En Asie occidentale, l’agressivité croissante
d’Israël et la présence interventionniste des USA ont polarisé la situation
politique. Le récent accord règlement du différend entre l’Iran et l’Arabie
saoudite, ainsi que d’autres accords qui ont rapproché l’Égypte et la Turquie,
le Qatar et l’Arabie saoudite, entre autres, après des années d’éloignement, et
l’enlisement de la guerre au Yémen, indiquent l’affaiblissement du pôle
impérialiste-sioniste et le renforcement de la résistance.
Dans ce contexte, le Yémen et le mouvement houthi
jouent un rôle décisif, tant sur le plan historique que géographique. Il
convient de noter qu’Ansar Allah n’a jamais caché ses relations avec l’Iran.
Ils sont unis par leur appartenance commune à la branche chiite de l’islam.
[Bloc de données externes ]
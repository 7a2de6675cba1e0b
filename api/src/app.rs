use std::sync::Arc;

use tokio::net::TcpListener;

use crate::{prelude::*, routes};

/// The global state of the application. This contains the configuration and
/// the store holding the sleigh's latest location. It is cloned into every
/// request handler.
#[derive(Clone)]
pub struct AppState {
	/// The application configuration.
	pub config: AppConfig,
	/// The single slot holding the last recorded fix. Kept behind a trait so
	/// tests can swap in their own store.
	pub location_store: Arc<dyn LocationStore>,
}

impl AppState {
	/// Creates the state with an in-memory store that follows the configured
	/// stale write policy.
	pub fn new(config: AppConfig) -> Self {
		let location_store = Arc::new(InMemoryLocationStore::new(
			config.location.stale_write_policy,
		));
		Self::with_store(config, location_store)
	}

	/// Creates the state around an existing store.
	pub fn with_store(config: AppConfig, location_store: Arc<dyn LocationStore>) -> Self {
		Self {
			config,
			location_store,
		}
	}
}

/// Binds to the configured address and serves the API until the process is
/// asked to exit.
#[instrument(skip(state))]
pub async fn start_server(state: AppState) -> anyhow::Result<()> {
	let tcp_listener = TcpListener::bind(state.config.bind_address).await?;
	info!(
		"Listening for connections on {}",
		tcp_listener.local_addr()?
	);

	axum::serve(tcp_listener, routes::setup_routes(&state).await)
		.with_graceful_shutdown(exit_signal())
		.await?;

	info!("Server exited");
	Ok(())
}

/// Resolves once the process receives Ctrl+C or SIGTERM.
async fn exit_signal() {
	let ctrl_c = async {
		if let Err(err) = tokio::signal::ctrl_c().await {
			error!("Failed to listen for SIGINT: {}", err);
			std::future::pending::<()>().await;
		}
	};

	#[cfg(unix)]
	let terminate = async {
		match tokio::signal::unix::signal(tokio::signal::unix::SignalKind::terminate()) {
			Ok(mut signal) => {
				signal.recv().await;
			}
			Err(err) => {
				error!("Failed to install SIGTERM handler: {}", err);
				std::future::pending::<()>().await;
			}
		}
	};

	#[cfg(not(unix))]
	let terminate = std::future::pending::<()>();

	tokio::select! {
		_ = ctrl_c => (),
		_ = terminate => (),
	}
	info!("Shutdown signal received, shutting down server gracefully");
}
Tant le fondateur du mouvement Ansar Allah que son frère, qui le dirige
aujourd’hui, ont passé une partie de leur vie à Qom (Iran), se formant
politiquement et idéologiquement, tout en étudiant la doctrine chiite, basée
sur l’idée que la succession légitime de Mohammed appartient aux descendants de
son gendre Ali, par opposition aux sunnites qui estiment que les successeurs de
Mohammed doivent être les compagnons du prophète. Sunnite vient de “Ahl
al-Sunna”, qui se traduit par “les gens de la tradition” et chiite vient de “Chiat
Ali”, qui signifie “partisans d’Ali”.
Mais cela ne signifie pas que les Yéménites sont
de simples “accessoires” de l’Iran. Au-delà du soutien financier, militaire,
communicationnel et politique qu’il a reçu de Téhéran, le mouvement Ansar Allah
a fait preuve d’autonomie et d’autodétermination dans la conception et
l’exécution de ses actions, que ce soit dans la guerre contre l’Arabie saoudite
et ses alliés depuis 2015 ou aujourd’hui dans le soutien à la cause
palestinienne.
Il faut savoir
qu’en plus de son aide à la Palestine, le Yémen est en conflit direct avec
Israël pour le soutien que l’entité sioniste a apporté aux Émirats arabes unis
(EAU) lors de la guerre lancée en 2015 qui leur a permis d’occuper les îles
stratégiques yéménites de Socotra, situées en mer d’Arabie à quelque 350
kilomètres au sud des côtes du pays, afin d’y établir une série de bases
d’espionnage dans le but de collecter des renseignements dans toute la région,
en particulier dans le détroit de Bab El Mandeb.
Hamzeh Hajjaj
Il est important de noter que la base
israélo-émiratie de Socotra profite également aux USA, car elle leur permet de
contrôler le port de Gwadar au Pakistan, qui fait partie du corridor économique
Chine-Pakistan (CPEC), dans le cadre duquel Pékin a développé un port afin que
les marchandises qui y sont déchargées puissent être expédiées par voie
terrestre vers la Chine, en particulier vers sa région occidentale.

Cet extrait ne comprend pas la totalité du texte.